I’m treading the line with this one. Is 1953 a terrible game? No it does have some redeeming features. But it has some little problems punctuated by one MASSIVE issue and I’m left thinking I should dissuade you from making the purchase.
There are plenty of adventure games, many right here on Steam, that deserve your attention more. Even when you narrow it down to the “horror”-niche of point-and-click adventure gaming there are other games like Scratches and Dark Falls (or hell, even Amnesia and Penumbra to an extent as long as you are willing to toss the point-and-click out) that are infinitely more enjoyable. But, if you’ve exhausted your options then this game might be worth your time, it’s the bottom of the barrel but it does manage to do a couple things right.
Its greatest sin is committing the point-and-click taboo: pixel hunting. That line is probably enough to send plenty of adventure veterans running for the hills. Pixel hunting is perhaps the biggest factor separating a good game from a sub-par or downright bad one. A good game cleverly takes your eyes to certain things while still being subtle, a bad one requires you to find the exact hit-box on the screen the developers arbitrarily decided to make a key point. Often with little or no sign that you need to interact with that area. And even once you do find it if you haven’t already collected the necessary shiny mcguffin (more pixel hunting) needed to interact with that area, then god help you.
1953 starts off down this road instantly when I found myself trapped for about 20-minutes in the first two rooms. Eventually I found a floor panel that you have to pull up. The issue is not only was the panel in complete darkness, with little to suggest anything of note, but the hit-box for selecting it was painfully small. A rather simple puzzle was thus rendered an exercise in frustration based not on my ability to understand what needed to be done, but on the games inability to show me where I needed to go. You don’t need to shepherd your player like a 2-year-old and force their hand, but you do need to give some sort of indication that an area might be important. Rather than expecting me to find the one tiny pixel in an un-notable black floor that forwards the plot.
Things open up a bit from there and you get to do a little exploration. But you still find a lot of this happening where you missed that one container from 30-minutes ago. And so now you have to revisit every room and scan it in slow-motion as not to miss the cue that you’re over something important.

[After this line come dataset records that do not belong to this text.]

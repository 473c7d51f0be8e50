use std::sync::Arc;

use anyhow::Result;
use gitdeploy::config::DeployConfig;
use gitdeploy::deploy::status::StatusReporter;
use gitdeploy::errors::DeployError;

use super::setup::open_db;

pub async fn cmd_status(config: DeployConfig, deployment_id: i64, json: bool) -> Result<()> {
    let config = Arc::new(config);
    let reporter = StatusReporter::new(open_db(&config)?, config);
    let report = reporter.status(deployment_id).await?;

    if json {
        println!("{}", serde_json::to_string_pretty(&report)?);
        return Ok(());
    }
    println!("Deployment:  {}", report.deployment.id);
    println!("Application: {}", report.app_name);
    println!("Status:      {} ({}%)", report.status, report.progress);
    if let Some(commit) = &report.deployment.commit_hash {
        println!("Commit:      {}", commit);
    }
    println!("Started:     {}", report.started_at);
    if let Some(done) = &report.completed_at {
        println!("Completed:   {}", done);
    }
    println!();
    println!("{}", report.log.trim_end());
    Ok(())
}

pub async fn cmd_logs(config: DeployConfig, application_id: i64) -> Result<()> {
    let config = Arc::new(config);
    let reporter = StatusReporter::new(open_db(&config)?, config);
    let view = reporter.logs(application_id).await?;
    if let Some(deployment) = &view.deployment {
        println!("== {} / deployment {} ({}) ==", view.app_name, deployment.id, deployment.status);
    }
    println!("{}", view.log.trim_end());
    Ok(())
}

pub async fn cmd_history(config: &DeployConfig, application_id: i64, limit: i64) -> Result<()> {
    let db = open_db(config)?;
    let (app, deployments) = db
        .call(move |db| {
            let app = db.get_application(application_id)?;
            let deployments = db.list_deployments_for_application(application_id, limit)?;
            Ok((app, deployments))
        })
        .await?;
    let app = app.ok_or_else(|| DeployError::application_not_found(application_id))?;

    if deployments.is_empty() {
        println!("No deployments for {}.", app.name);
        return Ok(());
    }
    println!("{:<6} {:<10} {:<20} {:<20} {}", "ID", "STATUS", "STARTED", "COMPLETED", "COMMIT");
    for d in deployments {
        println!(
            "{:<6} {:<10} {:<20} {:<20} {}",
            d.id,
            d.status.as_str(),
            d.started_at,
            d.completed_at.as_deref().unwrap_or("-"),
            d.commit_hash.as_deref().map(|c| &c[..c.len().min(12)]).unwrap_or("-")
        );
    }
    Ok(())
}
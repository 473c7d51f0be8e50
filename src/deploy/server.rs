use std::sync::Arc;

use anyhow::{Context, Result};
use axum::Router;
use tracing::{error, info};

use super::api::{self, AppState};
use super::db::{DbHandle, DeployDb};
use super::dispatcher::{Dispatcher, launcher_for};
use super::status::StatusReporter;
use crate::config::DeployConfig;

/// Build the full application router.
pub fn build_router(state: Arc<AppState>) -> Router {
    api::api_router().with_state(state)
}

/// Start the JSON surface.
///
/// Before accepting requests, abandoned deployments are expired and
/// `pending` rows that never got a worker are relaunched.
pub async fn start_server(config: Arc<DeployConfig>) -> Result<()> {
    config.ensure_directories()?;
    let db = DbHandle::new(
        DeployDb::new(&config.db_path).context("Failed to initialize deployment database")?,
    );
    let launcher = launcher_for(db.clone(), config.clone())?;
    let dispatcher = Dispatcher::new(db.clone(), config.clone(), launcher.clone());

    let expired = dispatcher.sweep().await?;
    let resumed = dispatcher.resume_pending().await?;
    info!(expired = expired.len(), resumed, "startup recovery done");

    let state = Arc::new(AppState {
        reporter: StatusReporter::new(db.clone(), config.clone()),
        dispatcher,
        db,
    });
    let app = build_router(state);

    let addr = format!("{}:{}", config.server.host, config.server.port);
    let listener = tokio::net::TcpListener::bind(&addr)
        .await
        .with_context(|| format!("Failed to bind to {}", addr))?;
    let local_addr = listener.local_addr()?;
    info!(%local_addr, launcher = ?config.launcher, "gitdeploy server listening");
    println!("gitdeploy running at http://{}", local_addr);

    axum::serve(listener, app)
        .with_graceful_shutdown(shutdown_signal())
        .await
        .context("Server error")?;

    info!("waiting for in-process deployments");
    launcher.join_all().await;
    println!("Server shut down gracefully.");
    Ok(())
}

async fn shutdown_signal() {
    if let Err(e) = tokio::signal::ctrl_c().await {
        error!(error = %e, "failed to install Ctrl+C handler");
        std::future::pending::<()>().await;
    }
    info!("shutting down");
}
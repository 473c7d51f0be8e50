//! CLI command implementations.
//!
//! Each submodule owns one or more related `Commands` variants:
//!
//! | Module    | Commands handled                    |
//! |-----------|-------------------------------------|
//! | `setup`   | `Init`, config and logging bootstrap |
//! | `records` | `App`, `Env`                        |
//! | `deploy`  | `Deploy`, `Worker`, `Sweep`         |
//! | `report`  | `Status`, `Logs`, `History`         |
//! | `serve`   | `Serve`                             |

pub mod deploy;
pub mod records;
pub mod report;
pub mod serve;
pub mod setup;

pub use deploy::{cmd_deploy, cmd_sweep, cmd_worker};
pub use records::{cmd_app, cmd_env};
pub use report::{cmd_history, cmd_logs, cmd_status};
pub use serve::cmd_serve;
pub use setup::{cmd_init, init_diagnostics, load_config};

After that little rant you’d think I’d be hard pressed to say anything good, and don’t get me wrong this is a huge negative that detracts from the enjoyment considerably. But as I said it does some good things.
The atmosphere is oppressive and though it’s never frightening it does manage to make you uneasy, despite knowing nothing would happen I still found myself nervous in dark areas. The story (as far as I’ve got) is decent, it’s pretty rote and predictable, but it’s done with enough care that you at least feel invested. Though your surroundings are bland, gun-gray concrete rooms and other traditional industrial clichés they’re all rendered carefully. Machinery is caked in grime, walls have been carefully rendered to have unique pitting instead of repeat textures, and various odds and ends lying about give the impression that the area was lived in at one point. This is backed up by some excellent sound design that throws all sorts of eerie clanks, hums, and hisses at you. Additionally the game occasionally hits a stride where you don’t run into too much of the dreaded pixel hunting and for those brief periods is quite enjoyable.
I will mention that most of the puzzles so far have been rather easy, but I also haven’t reached the end-game. So far the challenge has been less about solving the puzzles, and more about finding the necessary items to get the puzzle moving.
And in the end that’s what’s running me off. I may never finish 1953 because while I love what they’re trying to do here, every time the atmosphere and story try to soak me in that’s all shot out the window the moment I then have to comb my surroundings with a hawk-eye for 30-minutes to proceed. I want to like the game, it got so much right but when you solve a problem in an adventure game you’re supposed to feel gratified. Part of adventure games is your own wit, but the other part is the cunning developers making you THINK it’s your own wit. Crafting things in such a way as to mentally test you, but not to the point of frustration. And that’s the issue, when I finally solve a problem in 1953 I don’t feel like I’d accomplished anything, I just felt grateful I finally stumbled across the latest key item and can get this over with.
And that’s a death sentence for an adventure game, at least for me.